Non-routine testing of patients with suspected Covid-19 to help predict their prognosis on admission to emergency departments offers limited benefit and could have significant cost implications, according to a collaborative evaluation by Cardiff University and the University Hospital of Wales.
Researchers drew together laboratory and clinical findings at Wales’s largest hospital from the first wave of the pandemic using a newly created electronic healthcare resource, aimed at learning from routine care in the NHS. In its first use, they evaluated whether performing non-routine laboratory tests added value beyond the usual set performed in emergency departments.

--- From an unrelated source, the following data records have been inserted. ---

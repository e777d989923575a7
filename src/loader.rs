//! Reading the invocation event and parsing the out-of-band parameters.

use std::{fmt, io::Read, str::FromStr};

use serde::{Deserialize, Serialize};
use serde_json::Value;

use crate::error::{HarnessError, HarnessResult};

const SEPARATOR: char = '.';

/// A `module.symbol` pair naming a registered handler.
///
/// Only the last separator splits the two parts, so module paths may
/// themselves contain dots.
#[derive(Debug, Clone, PartialEq, Eq, Hash, PartialOrd, Ord, Serialize, Deserialize)]
pub struct HandlerReference {
    module: String,
    symbol: String,
}

impl HandlerReference {
    pub fn new(module: impl Into<String>, symbol: impl Into<String>) -> Self {
        Self {
            module: module.into(),
            symbol: symbol.into(),
        }
    }

    pub fn module(&self) -> &str {
        &self.module
    }

    pub fn symbol(&self) -> &str {
        &self.symbol
    }
}

impl FromStr for HandlerReference {
    type Err = HarnessError;

    fn from_str(reference: &str) -> Result<Self, Self::Err> {
        let (module, symbol) = reference.rsplit_once(SEPARATOR).ok_or_else(|| {
            HarnessError::invalid_reference(reference, "expected the format MODULE.SYMBOL")
        })?;

        if module.is_empty() || symbol.is_empty() {
            return Err(HarnessError::invalid_reference(
                reference,
                "module and symbol must both be non-empty",
            ));
        }

        Ok(Self::new(module, symbol))
    }
}

impl fmt::Display for HandlerReference {
    fn fmt(&self, f: &mut fmt::Formatter<'_>) -> fmt::Result {
        write!(f, "{}{}{}", self.module, SEPARATOR, self.symbol)
    }
}

/// Context parameters taken positionally from the command line.
///
/// Nothing is validated beyond presence: a missing argument stays `None` and
/// is carried into the context as-is.
#[derive(Debug, Clone, Default, PartialEq, Eq, Serialize, Deserialize)]
pub struct InvocationParams {
    pub function_name: Option<String>,
    pub memory_limit_in_mb: Option<u32>,
    pub timeout_seconds: Option<u64>,
}

/// Everything needed to run one invocation.
#[derive(Debug, Clone)]
pub struct InvocationRequest {
    pub event: Value,
    pub handler: HandlerReference,
    pub params: InvocationParams,
}

/// Reads `reader` to end-of-stream and parses the whole buffer as one JSON
/// document.
///
/// Parsing starts only after the stream closes; a document split across many
/// reads is accumulated first.
pub fn read_event<R: Read>(mut reader: R) -> HarnessResult<Value> {
    let mut buffer = Vec::new();
    reader.read_to_end(&mut buffer)?;
    Ok(serde_json::from_slice(&buffer)?)
}

/// Builds an [`InvocationRequest`] from the input stream and arguments.
///
/// The payload is parsed before the handler reference, so a malformed event
/// is reported even when the reference is also wrong.
pub fn load<R: Read>(
    reader: R,
    handler: &str,
    params: InvocationParams,
) -> HarnessResult<InvocationRequest> {
    let event = read_event(reader)?;
    let handler = handler.parse()?;

    Ok(InvocationRequest {
        event,
        handler,
        params,
    })
}

#[cfg(test)]
mod tests {
    use super::*;
    use serde_json::json;
    use std::io;

    /// Hands out its input one byte per read.
    struct Trickle<'a>(&'a [u8]);

    impl Read for Trickle<'_> {
        fn read(&mut self, buf: &mut [u8]) -> io::Result<usize> {
            match self.0.split_first() {
                Some((byte, rest)) if !buf.is_empty() => {
                    buf[0] = *byte;
                    self.0 = rest;
                    Ok(1)
                }
                _ => Ok(0),
            }
        }
    }

    #[test]
    fn test_rightmost_split() {
        let reference: HandlerReference = "a.b.c".parse().unwrap();
        assert_eq!(reference.module(), "a.b");
        assert_eq!(reference.symbol(), "c");

        let reference: HandlerReference = "a.b".parse().unwrap();
        assert_eq!(reference.module(), "a");
        assert_eq!(reference.symbol(), "b");
    }

    #[test]
    fn test_reference_display_round_trips_deep_modules() {
        let reference: HandlerReference = "app.handlers.v2.entry".parse().unwrap();
        assert_eq!(reference.to_string(), "app.handlers.v2.entry");
    }

    #[test]
    fn test_reference_without_separator() {
        let error = "handler".parse::<HandlerReference>().unwrap_err();
        assert!(matches!(
            error,
            HarnessError::InvalidHandlerReference { ref reference, .. } if reference == "handler"
        ));
    }

    #[test]
    fn test_reference_with_empty_part() {
        assert!("module.".parse::<HandlerReference>().is_err());
        assert!(".symbol".parse::<HandlerReference>().is_err());
    }

    #[test]
    fn test_read_event_preserves_document() {
        let document = json!({
            "key1": "value1",
            "nested": {"list": [1, 2.5, null, true], "empty": {}},
            "unicode": "✌️"
        });
        let bytes = serde_json::to_vec(&document).unwrap();

        let event = read_event(Trickle(&bytes)).unwrap();
        assert_eq!(event, document);
    }

    #[test]
    fn test_read_event_accepts_scalars() {
        assert_eq!(read_event("42".as_bytes()).unwrap(), json!(42));
        assert_eq!(read_event("\"hi\"".as_bytes()).unwrap(), json!("hi"));
    }

    #[test]
    fn test_read_event_malformed() {
        let error = read_event("{not json".as_bytes()).unwrap_err();
        assert!(matches!(error, HarnessError::MalformedPayload(_)));
        assert!(error.to_string().starts_with("Invalid input JSON: "));
    }

    #[test]
    fn test_read_event_empty_stream() {
        let error = read_event(io::empty()).unwrap_err();
        assert!(matches!(error, HarnessError::MalformedPayload(_)));
    }

    #[test]
    fn test_load_checks_payload_before_reference() {
        let error = load("{not json".as_bytes(), "noseparator", Default::default()).unwrap_err();
        assert!(matches!(error, HarnessError::MalformedPayload(_)));
    }

    #[test]
    fn test_load_keeps_missing_params() {
        let request = load("{}".as_bytes(), "samples.echo", InvocationParams::default()).unwrap();
        assert_eq!(request.handler, HandlerReference::new("samples", "echo"));
        assert_eq!(request.params.function_name, None);
        assert_eq!(request.params.timeout_seconds, None);
    }
}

Patients with suspected Covid-19 undergo an extended range of blood tests on admission to look for co-existing bacterial infection, heart damage, blood clots or for so-called “hyper-inflammation”. This can cost more than £20 per test, and with thousands of tests per month at a single hospital, the costs have the potential to quickly escalate.
The team’s findings suggest there should be a move away from systematic screening on admission to hospital because the benefit remains “unclear”. Their work has been submitted for independent review by other scientists, but has been published on medRxiv.
The group, including immunologists, emergency department, critical care, infectious disease, and data scientists, concluded that use of these tests should be targeted at patients with specific clinical needs where their utility is more clearly defined.
“We performed this service evaluation to help guide clinical practice and cost-efficient use of resources in future waves of Covid-19 within our centre, in line with recommendations from the UK’s Royal College of Pathologists,” said Dr Mark Ponsford, a Welsh clinical academic trainee at Cardiff University’s Division of Infection and Immunity, who led the study.
“The results of our analysis suggest that performing these extra tests adds little additional prognostic information to help clinicians assess whether someone is at risk of death or needs intensive care treatment.